Segment Start: INFORMATION PROVIDED

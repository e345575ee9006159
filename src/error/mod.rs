//! Error types for the chat client.
//!
//! | Type | Raised by | Fatal to |
//! |------|-----------|----------|
//! | [`ApiError`] | API calls (transport, non-2xx, body shape) | the call |
//! | [`StreamError`] | a running event stream | the stream |
//! | [`StoreError`] | state container transitions | nothing; the state is unchanged |
//!
//! Frame-level JSON errors never show up here: the decoder logs the frame
//! and keeps going.

mod api;
mod store;
mod stream;

pub use api::ApiError;
pub use store::StoreError;
pub use stream::StreamError;

/// Result alias for API calls.
pub type ApiResult<T> = Result<T, ApiError>;
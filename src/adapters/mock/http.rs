//! Mock HTTP client for testing.
//!
//! Returns canned responses keyed by URL and records every request.

use async_trait::async_trait;
use bytes::Bytes;
use std::collections::HashMap;
use std::sync::{Arc, Mutex, MutexGuard, PoisonError};

use crate::traits::{ByteStream, HttpClient, HttpError, Request, Response};

/// Canned outcome for a URL.
#[derive(Debug, Clone)]
pub enum MockResponse {
    /// Buffered response with any status
    Success(Response),
    /// Fail before any response
    Error(HttpError),
    /// Stream these chunks, then end
    Stream(Vec<Bytes>),
    /// Stream these chunks, then fail mid-body
    StreamThenError(Vec<Bytes>, HttpError),
}

impl MockResponse {
    /// JSON body with the given status.
    pub fn json(status: u16, value: serde_json::Value) -> Self {
        MockResponse::Success(Response::new(status, value.to_string()))
    }

    /// Stream whose chunks are the given strings.
    pub fn chunks<I, S>(parts: I) -> Self
    where
        I: IntoIterator<Item = S>,
        S: Into<String>,
    {
        MockResponse::Stream(parts.into_iter().map(|p| Bytes::from(p.into())).collect())
    }
}

/// Mock [`HttpClient`].
///
/// Lookup order is exact URL, then the longest configured prefix, then the
/// default response.
#[derive(Debug, Clone, Default)]
pub struct MockHttpClient {
    responses: Arc<Mutex<HashMap<String, MockResponse>>>,
    default_response: Arc<Mutex<Option<MockResponse>>>,
    requests: Arc<Mutex<Vec<Request>>>,
}

fn lock<T>(mutex: &Mutex<T>) -> MutexGuard<'_, T> {
    mutex.lock().unwrap_or_else(PoisonError::into_inner)
}

impl MockHttpClient {
    pub fn new() -> Self {
        Self::default()
    }

    pub fn set_response(&self, url: &str, response: MockResponse) {
        lock(&self.responses).insert(url.to_string(), response);
    }

    pub fn set_default_response(&self, response: MockResponse) {
        *lock(&self.default_response) = Some(response);
    }

    /// Every request seen so far, oldest first.
    pub fn requests(&self) -> Vec<Request> {
        lock(&self.requests).clone()
    }

    pub fn clear_requests(&self) {
        lock(&self.requests).clear();
    }

    fn respond(&self, request: Request) -> Option<MockResponse> {
        let url = request.url.clone();
        lock(&self.requests).push(request);

        let responses = lock(&self.responses);
        if let Some(response) = responses.get(&url) {
            return Some(response.clone());
        }
        let by_prefix = responses
            .iter()
            .filter(|(pattern, _)| url.starts_with(pattern.as_str()))
            .max_by_key(|(pattern, _)| pattern.len())
            .map(|(_, response)| response.clone());
        drop(responses);

        by_prefix.or_else(|| lock(&self.default_response).clone())
    }
}

#[async_trait]
impl HttpClient for MockHttpClient {
    async fn send(&self, request: Request) -> Result<Response, HttpError> {
        let url = request.url.clone();
        match self.respond(request) {
            Some(MockResponse::Success(response)) => Ok(response),
            Some(MockResponse::Error(err)) => Err(err),
            Some(MockResponse::Stream(_)) | Some(MockResponse::StreamThenError(..)) => Err(
                HttpError::Other("Stream response on non-stream request".to_string()),
            ),
            None => Err(HttpError::Other(format!("No mock response for URL: {}", url))),
        }
    }

    async fn send_stream(&self, request: Request) -> Result<ByteStream, HttpError> {
        let url = request.url.clone();
        match self.respond(request) {
            Some(MockResponse::Stream(chunks)) => {
                Ok(Box::pin(futures::stream::iter(
                    chunks.into_iter().map(Ok::<Bytes, HttpError>),
                )))
            }
            Some(MockResponse::StreamThenError(chunks, err)) => {
                let items = chunks
                    .into_iter()
                    .map(Ok::<Bytes, HttpError>)
                    .chain(std::iter::once(Err(err)));
                Ok(Box::pin(futures::stream::iter(items)))
            }
            // Mirrors the real adapter: non-2xx fails before the body is read
            Some(MockResponse::Success(response)) if !response.is_success() => {
                Err(HttpError::Status {
                    status: response.status,
                    message: response.text(),
                })
            }
            Some(MockResponse::Success(response)) => {
                Ok(Box::pin(futures::stream::iter(std::iter::once(
                    Ok::<Bytes, HttpError>(response.body),
                ))))
            }
            Some(MockResponse::Error(err)) => Err(err),
            None => Err(HttpError::Other(format!("No mock response for URL: {}", url))),
        }
    }
}
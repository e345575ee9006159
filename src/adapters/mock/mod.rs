//! Test doubles for the trait seams.
//!
//! - [`MockHttpClient`] - canned responses and request recording
//! - [`InMemorySessionStore`] - session kept in memory

pub mod http;
pub mod session;

pub use http::{MockHttpClient, MockResponse};
pub use session::InMemorySessionStore;
//! Adapter from a byte-chunk stream to an event stream.

use std::collections::VecDeque;
use std::pin::Pin;

use bytes::Bytes;
use futures_util::stream::{self, Stream, StreamExt};
use serde::de::DeserializeOwned;
use tracing::error;

use crate::error::StreamError;
use crate::traits::HttpError;

use super::EventDecoder;

/// Stream of decoded events; ends after the first error.
pub type EventStream<T> = Pin<Box<dyn Stream<Item = Result<T, StreamError>> + Send>>;

struct DecodeState<S, T> {
    chunks: Pin<Box<S>>,
    decoder: EventDecoder<T>,
    ready: VecDeque<T>,
    finished: bool,
}

/// Run one [`EventDecoder`] over `chunks`.
///
/// Events come out in arrival order. When `chunks` ends the decoder is
/// finished, so an unterminated trailing line is dropped. A transport error
/// is yielded once and ends the stream. Dropping the returned stream drops
/// the decoder and its buffer.
pub fn decode_events<T, S>(chunks: S) -> EventStream<T>
where
    T: DeserializeOwned + Send + 'static,
    S: Stream<Item = Result<Bytes, HttpError>> + Send + 'static,
{
    let state = DecodeState {
        chunks: Box::pin(chunks),
        decoder: EventDecoder::new(),
        ready: VecDeque::new(),
        finished: false,
    };

    let events = stream::unfold(state, |mut state| async move {
        loop {
            if let Some(event) = state.ready.pop_front() {
                return Some((Ok(event), state));
            }
            if state.finished {
                return None;
            }

            match state.chunks.next().await {
                Some(Ok(chunk)) => match state.decoder.feed_bytes(&chunk) {
                    Ok(events) => state.ready.extend(events),
                    Err(err) => {
                        state.finished = true;
                        return Some((Err(err.into()), state));
                    }
                },
                Some(Err(err)) => {
                    let err = StreamError::Transport(err);
                    error!(code = err.error_code(), error = %err, "reading event stream failed");
                    state.finished = true;
                    return Some((Err(err), state));
                }
                None => {
                    state.finished = true;
                    match state.decoder.finish() {
                        Ok(events) => state.ready.extend(events),
                        Err(err) => return Some((Err(err.into()), state)),
                    }
                }
            }
        }
    });

    Box::pin(events)
}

Segment End: INFORMATION PROVIDED

* HOW TO COMPLETE THIS TASK
Give the material above again, word for word.

* PROBLEM SOLUTION
repository e345575ee9006159
filename src/error/mod.rs
//! Error types for the chat client.
//!
//! | Type | Raised by | Fatal to |
//! |------|-----------|----------|
//! | [`ApiError`] | API calls (transport, non-2xx, body shape) | the call |
//! | [`StreamError`] | a running event stream | the stream |
//! | [`StoreError`] | state container transitions | nothing; the state is unchanged |
//!
//! Frame-level JSON errors never show up here: the decoder logs the frame
//! and keeps going.

mod api;
mod store;
mod stream;

pub use api::ApiError;
pub use store::StoreError;
pub use stream::StreamError;

/// Result alias for API calls.
pub type ApiResult<T> = Result<T, ApiError>;
filename src/adapters/mock/http.rs
//! Mock HTTP client for testing.
//!
//! Returns canned responses keyed by URL and records every request.

use async_trait::async_trait;
use bytes::Bytes;
use std::collections::HashMap;
use std::sync::{Arc, Mutex, MutexGuard, PoisonError};

use crate::traits::{ByteStream, HttpClient, HttpError, Request, Response};

/// Canned outcome for a URL.
#[derive(Debug, Clone)]
pub enum MockResponse {
    /// Buffered response with any status
    Success(Response),
    /// Fail before any response
    Error(HttpError),
    /// Stream these chunks, then end
    Stream(Vec<Bytes>),
    /// Stream these chunks, then fail mid-body
    StreamThenError(Vec<Bytes>, HttpError),
}

impl MockResponse {
    /// JSON body with the given status.
    pub fn json(status: u16, value: serde_json::Value) -> Self {
        MockResponse::Success(Response::new(status, value.to_string()))
    }

    /// Stream whose chunks are the given strings.
    pub fn chunks<I, S>(parts: I) -> Self
    where
        I: IntoIterator<Item = S>,
        S: Into<String>,
    {
        MockResponse::Stream(parts.into_iter().map(|p| Bytes::from(p.into())).collect())
    }
}

/// Mock [`HttpClient`].
///
/// Lookup order is exact URL, then the longest configured prefix, then the
/// default response.
#[derive(Debug, Clone, Default)]
pub struct MockHttpClient {
    responses: Arc<Mutex<HashMap<String, MockResponse>>>,
    default_response: Arc<Mutex<Option<MockResponse>>>,
    requests: Arc<Mutex<Vec<Request>>>,
}

fn lock<T>(mutex: &Mutex<T>) -> MutexGuard<'_, T> {
    mutex.lock().unwrap_or_else(PoisonError::into_inner)
}

impl MockHttpClient {
    pub fn new() -> Self {
        Self::default()
    }

    pub fn set_response(&self, url: &str, response: MockResponse) {
        lock(&self.responses).insert(url.to_string(), response);
    }

    pub fn set_default_response(&self, response: MockResponse) {
        *lock(&self.default_response) = Some(response);
    }

    /// Every request seen so far, oldest first.
    pub fn requests(&self) -> Vec<Request> {
        lock(&self.requests).clone()
    }

    pub fn clear_requests(&self) {
        lock(&self.requests).clear();
    }

    fn respond(&self, request: Request) -> Option<MockResponse> {
        let url = request.url.clone();
        lock(&self.requests).push(request);

        let responses = lock(&self.responses);
        if let Some(response) = responses.get(&url) {
            return Some(response.clone());
        }
        let by_prefix = responses
            .iter()
            .filter(|(pattern, _)| url.starts_with(pattern.as_str()))
            .max_by_key(|(pattern, _)| pattern.len())
            .map(|(_, response)| response.clone());
        drop(responses);

        by_prefix.or_else(|| lock(&self.default_response).clone())
    }
}

#[async_trait]
impl HttpClient for MockHttpClient {
    async fn send(&self, request: Request) -> Result<Response, HttpError> {
        let url = request.url.clone();
        match self.respond(request) {
            Some(MockResponse::Success(response)) => Ok(response),
            Some(MockResponse::Error(err)) => Err(err),
            Some(MockResponse::Stream(_)) | Some(MockResponse::StreamThenError(..)) => Err(
                HttpError::Other("Stream response on non-stream request".to_string()),
            ),
            None => Err(HttpError::Other(format!("No mock response for URL: {}", url))),
        }
    }

    async fn send_stream(&self, request: Request) -> Result<ByteStream, HttpError> {
        let url = request.url.clone();
        match self.respond(request) {
            Some(MockResponse::Stream(chunks)) => {
                Ok(Box::pin(futures::stream::iter(
                    chunks.into_iter().map(Ok::<Bytes, HttpError>),
                )))
            }
            Some(MockResponse::StreamThenError(chunks, err)) => {
                let items = chunks
                    .into_iter()
                    .map(Ok::<Bytes, HttpError>)
                    .chain(std::iter::once(Err(err)));
                Ok(Box::pin(futures::stream::iter(items)))
            }
            // Mirrors the real adapter: non-2xx fails before the body is read
            Some(MockResponse::Success(response)) if !response.is_success() => {
                Err(HttpError::Status {
                    status: response.status,
                    message: response.text(),
                })
            }
            Some(MockResponse::Success(response)) => {
                Ok(Box::pin(futures::stream::iter(std::iter::once(
                    Ok::<Bytes, HttpError>(response.body),
                ))))
            }
            Some(MockResponse::Error(err)) => Err(err),
            None => Err(HttpError::Other(format!("No mock response for URL: {}", url))),
        }
    }
}
repository e345575ee9006159
filename src/adapters/mock/mod.rs
//! Test doubles for the trait seams.
//!
//! - [`MockHttpClient`] - canned responses and request recording
//! - [`InMemorySessionStore`] - session kept in memory

pub mod http;
pub mod session;

pub use http::{MockHttpClient, MockResponse};
pub use session::InMemorySessionStore;
//! Adapter from a byte-chunk stream to an event stream.

use std::collections::VecDeque;
use std::pin::Pin;

use bytes::Bytes;
use futures_util::stream::{self, Stream, StreamExt};
use serde::de::DeserializeOwned;
use tracing::error;

use crate::error::StreamError;
use crate::traits::HttpError;

use super::EventDecoder;

/// Stream of decoded events; ends after the first error.
pub type EventStream<T> = Pin<Box<dyn Stream<Item = Result<T, StreamError>> + Send>>;

struct DecodeState<S, T> {
    chunks: Pin<Box<S>>,
    decoder: EventDecoder<T>,
    ready: VecDeque<T>,
    finished: bool,
}

/// Run one [`EventDecoder`] over `chunks`.
///
/// Events come out in arrival order. When `chunks` ends the decoder is
/// finished, so an unterminated trailing line is dropped. A transport error
/// is yielded once and ends the stream. Dropping the returned stream drops
/// the decoder and its buffer.
pub fn decode_events<T, S>(chunks: S) -> EventStream<T>
where
    T: DeserializeOwned + Send + 'static,
    S: Stream<Item = Result<Bytes, HttpError>> + Send + 'static,
{
    let state = DecodeState {
        chunks: Box::pin(chunks),
        decoder: EventDecoder::new(),
        ready: VecDeque::new(),
        finished: false,
    };

    let events = stream::unfold(state, |mut state| async move {
        loop {
            if let Some(event) = state.ready.pop_front() {
                return Some((Ok(event), state));
            }
            if state.finished {
                return None;
            }

            match state.chunks.next().await {
                Some(Ok(chunk)) => match state.decoder.feed_bytes(&chunk) {
                    Ok(events) => state.ready.extend(events),
                    Err(err) => {
                        state.finished = true;
                        return Some((Err(err.into()), state));
                    }
                },
                Some(Err(err)) => {
                    let err = StreamError::Transport(err);
                    error!(code = err.error_code(), error = %err, "reading event stream failed");
                    state.finished = true;
                    return Some((Err(err), state));
                }
                None => {
                    state.finished = true;
                    match state.decoder.finish() {
                        Ok(events) => state.ready.extend(events),
                        Err(err) => return Some((Err(err.into()), state)),
                    }
                }
            }
        }
    });

    Box::pin(events)
}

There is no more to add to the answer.